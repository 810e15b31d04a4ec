//! Wishlist store and item types.

use crate::cart::{AddOutcome, CartStore, LineItem};
use crate::ids::ProductId;
use crate::money::Money;
use serde::{Deserialize, Serialize};

/// A product reference on the wishlist.
#[derive(Debug, Clone, Serialize, Deserialize, PartialEq)]
pub struct WishlistItem {
    /// Product id. Unique within a wishlist.
    pub id: ProductId,
    /// Product title.
    pub title: String,
    /// Price when the item was saved.
    pub price: Money,
    /// Product image URL.
    pub image: Option<String>,
}

impl WishlistItem {
    /// Create a new wishlist item.
    pub fn new(id: impl Into<ProductId>, title: impl Into<String>, price: Money) -> Self {
        Self {
            id: id.into(),
            title: title.into(),
            price,
            image: None,
        }
    }

    /// Set the image URL.
    pub fn with_image(mut self, image: impl Into<String>) -> Self {
        self.image = Some(image.into());
        self
    }

    /// A single-unit cart line for this item.
    pub fn to_line_item(&self) -> LineItem {
        let line = LineItem::new(self.id.clone(), self.title.clone(), self.price);
        match &self.image {
            Some(image) => line.with_image(image.clone()),
            None => line,
        }
    }
}

/// The session's wishlist, in the order items were saved.
#[derive(Debug, Clone, Default, Serialize, Deserialize, PartialEq)]
pub struct WishlistStore {
    items: Vec<WishlistItem>,
}

impl WishlistStore {
    /// Create an empty wishlist.
    pub fn new() -> Self {
        Self::default()
    }

    /// Save an item. Returns `false` and leaves the existing entry untouched
    /// if the product is already on the list.
    pub fn add_to_wishlist(&mut self, item: WishlistItem) -> bool {
        if self.contains(&item.id) {
            return false;
        }
        self.items.push(item);
        true
    }

    /// Remove a product. Returns whether anything was removed.
    pub fn remove_from_wishlist(&mut self, id: &ProductId) -> bool {
        let len_before = self.items.len();
        self.items.retain(|i| &i.id != id);
        self.items.len() < len_before
    }

    /// Move a product into the cart with quantity 1.
    ///
    /// Returns `None` without touching the cart if the product is not saved.
    pub fn move_to_cart(&mut self, id: &ProductId, cart: &mut CartStore) -> Option<AddOutcome> {
        let index = self.items.iter().position(|i| &i.id == id)?;
        let item = self.items.remove(index);
        Some(cart.add_to_cart(item.to_line_item()))
    }

    /// All saved items in display order.
    pub fn items(&self) -> &[WishlistItem] {
        &self.items
    }

    /// Get a saved item.
    pub fn get(&self, id: &ProductId) -> Option<&WishlistItem> {
        self.items.iter().find(|i| &i.id == id)
    }

    /// Check whether a product is saved.
    pub fn contains(&self, id: &ProductId) -> bool {
        self.get(id).is_some()
    }

    /// Number of saved items.
    pub fn len(&self) -> usize {
        self.items.len()
    }

    /// Check if the wishlist is empty.
    pub fn is_empty(&self) -> bool {
        self.items.is_empty()
    }
}

#[cfg(test)]
mod tests {
    use super::*;
    use crate::money::Currency;

    fn shirt() -> WishlistItem {
        WishlistItem::new("5", "Vertical Striped Shirt", Money::from_units(212, Currency::USD))
            .with_image("/images/pic5.png")
    }

    #[test]
    fn test_add_is_idempotent() {
        let mut wishlist = WishlistStore::new();
        assert!(wishlist.add_to_wishlist(shirt()));
        assert!(!wishlist.add_to_wishlist(shirt()));
        assert_eq!(wishlist.len(), 1);
    }

    #[test]
    fn test_duplicate_keeps_existing_entry() {
        let mut wishlist = WishlistStore::new();
        wishlist.add_to_wishlist(shirt());
        wishlist.add_to_wishlist(WishlistItem::new(
            "5",
            "Renamed",
            Money::from_units(1, Currency::USD),
        ));

        let saved = wishlist.get(&ProductId::new("5")).unwrap();
        assert_eq!(saved.title, "Vertical Striped Shirt");
        assert_eq!(saved.image.as_deref(), Some("/images/pic5.png"));
    }

    #[test]
    fn test_remove() {
        let mut wishlist = WishlistStore::new();
        wishlist.add_to_wishlist(shirt());

        assert!(!wishlist.remove_from_wishlist(&ProductId::new("6")));
        assert_eq!(wishlist.len(), 1);
        assert!(wishlist.remove_from_wishlist(&ProductId::new("5")));
        assert!(wishlist.is_empty());
    }

    #[test]
    fn test_move_to_cart() {
        let mut wishlist = WishlistStore::new();
        let mut cart = CartStore::new();
        wishlist.add_to_wishlist(shirt());

        let outcome = wishlist.move_to_cart(&ProductId::new("5"), &mut cart);
        assert_eq!(outcome, Some(AddOutcome::Inserted { quantity: 1 }));
        assert!(wishlist.is_empty());

        let line = cart.get(&ProductId::new("5")).unwrap();
        assert_eq!(line.price, Money::from_units(212, Currency::USD));
        assert_eq!(line.image.as_deref(), Some("/images/pic5.png"));
    }

    #[test]
    fn test_move_absent_item() {
        let mut wishlist = WishlistStore::new();
        let mut cart = CartStore::new();

        assert_eq!(wishlist.move_to_cart(&ProductId::new("5"), &mut cart), None);
        assert!(cart.is_empty());
    }
}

* **WHAT IS REQUIRED**: Print each entry precisely. Include every line.

* **FINAL ANSWER**:
repository 810e15b31d04a4ec
//! Wishlist store and item types.

use crate::cart::{AddOutcome, CartStore, LineItem};
use crate::ids::ProductId;
use crate::money::Money;
use serde::{Deserialize, Serialize};

/// A product reference on the wishlist.
#[derive(Debug, Clone, Serialize, Deserialize, PartialEq)]
pub struct WishlistItem {
    /// Product id. Unique within a wishlist.
    pub id: ProductId,
    /// Product title.
    pub title: String,
    /// Price when the item was saved.
    pub price: Money,
    /// Product image URL.
    pub image: Option<String>,
}

impl WishlistItem {
    /// Create a new wishlist item.
    pub fn new(id: impl Into<ProductId>, title: impl Into<String>, price: Money) -> Self {
        Self {
            id: id.into(),
            title: title.into(),
            price,
            image: None,
        }
    }

    /// Set the image URL.
    pub fn with_image(mut self, image: impl Into<String>) -> Self {
        self.image = Some(image.into());
        self
    }

    /// A single-unit cart line for this item.
    pub fn to_line_item(&self) -> LineItem {
        let line = LineItem::new(self.id.clone(), self.title.clone(), self.price);
        match &self.image {
            Some(image) => line.with_image(image.clone()),
            None => line,
        }
    }
}

/// The session's wishlist, in the order items were saved.
#[derive(Debug, Clone, Default, Serialize, Deserialize, PartialEq)]
pub struct WishlistStore {
    items: Vec<WishlistItem>,
}

impl WishlistStore {
    /// Create an empty wishlist.
    pub fn new() -> Self {
        Self::default()
    }

    /// Save an item. Returns `false` and leaves the existing entry untouched
    /// if the product is already on the list.
    pub fn add_to_wishlist(&mut self, item: WishlistItem) -> bool {
        if self.contains(&item.id) {
            return false;
        }
        self.items.push(item);
        true
    }

    /// Remove a product. Returns whether anything was removed.
    pub fn remove_from_wishlist(&mut self, id: &ProductId) -> bool {
        let len_before = self.items.len();
        self.items.retain(|i| &i.id != id);
        self.items.len() < len_before
    }

    /// Move a product into the cart with quantity 1.
    ///
    /// Returns `None` without touching the cart if the product is not saved.
    pub fn move_to_cart(&mut self, id: &ProductId, cart: &mut CartStore) -> Option<AddOutcome> {
        let index = self.items.iter().position(|i| &i.id == id)?;
        let item = self.items.remove(index);
        Some(cart.add_to_cart(item.to_line_item()))
    }

    /// All saved items in display order.
    pub fn items(&self) -> &[WishlistItem] {
        &self.items
    }

    /// Get a saved item.
    pub fn get(&self, id: &ProductId) -> Option<&WishlistItem> {
        self.items.iter().find(|i| &i.id == id)
    }

    /// Check whether a product is saved.
    pub fn contains(&self, id: &ProductId) -> bool {
        self.get(id).is_some()
    }

    /// Number of saved items.
    pub fn len(&self) -> usize {
        self.items.len()
    }

    /// Check if the wishlist is empty.
    pub fn is_empty(&self) -> bool {
        self.items.is_empty()
    }
}

#[cfg(test)]
mod tests {
    use super::*;
    use crate::money::Currency;

    fn shirt() -> WishlistItem {
        WishlistItem::new("5", "Vertical Striped Shirt", Money::from_units(212, Currency::USD))
            .with_image("/images/pic5.png")
    }

    #[test]
    fn test_add_is_idempotent() {
        let mut wishlist = WishlistStore::new();
        assert!(wishlist.add_to_wishlist(shirt()));
        assert!(!wishlist.add_to_wishlist(shirt()));
        assert_eq!(wishlist.len(), 1);
    }

    #[test]
    fn test_duplicate_keeps_existing_entry() {
        let mut wishlist = WishlistStore::new();
        wishlist.add_to_wishlist(shirt());
        wishlist.add_to_wishlist(WishlistItem::new(
            "5",
            "Renamed",
            Money::from_units(1, Currency::USD),
        ));

        let saved = wishlist.get(&ProductId::new("5")).unwrap();
        assert_eq!(saved.title, "Vertical Striped Shirt");
        assert_eq!(saved.image.as_deref(), Some("/images/pic5.png"));
    }

    #[test]
    fn test_remove() {
        let mut wishlist = WishlistStore::new();
        wishlist.add_to_wishlist(shirt());

        assert!(!wishlist.remove_from_wishlist(&ProductId::new("6")));
        assert_eq!(wishlist.len(), 1);
        assert!(wishlist.remove_from_wishlist(&ProductId::new("5")));
        assert!(wishlist.is_empty());
    }

    #[test]
    fn test_move_to_cart() {
        let mut wishlist = WishlistStore::new();
        let mut cart = CartStore::new();
        wishlist.add_to_wishlist(shirt());

        let outcome = wishlist.move_to_cart(&ProductId::new("5"), &mut cart);
        assert_eq!(outcome, Some(AddOutcome::Inserted { quantity: 1 }));
        assert!(wishlist.is_empty());

        let line = cart.get(&ProductId::new("5")).unwrap();
        assert_eq!(line.price, Money::from_units(212, Currency::USD));
        assert_eq!(line.image.as_deref(), Some("/images/pic5.png"));
    }

    #[test]
    fn test_move_absent_item() {
        let mut wishlist = WishlistStore::new();
        let mut cart = CartStore::new();

        assert_eq!(wishlist.move_to_cart(&ProductId::new("5"), &mut cart), None);
        assert!(cart.is_empty());
    }
}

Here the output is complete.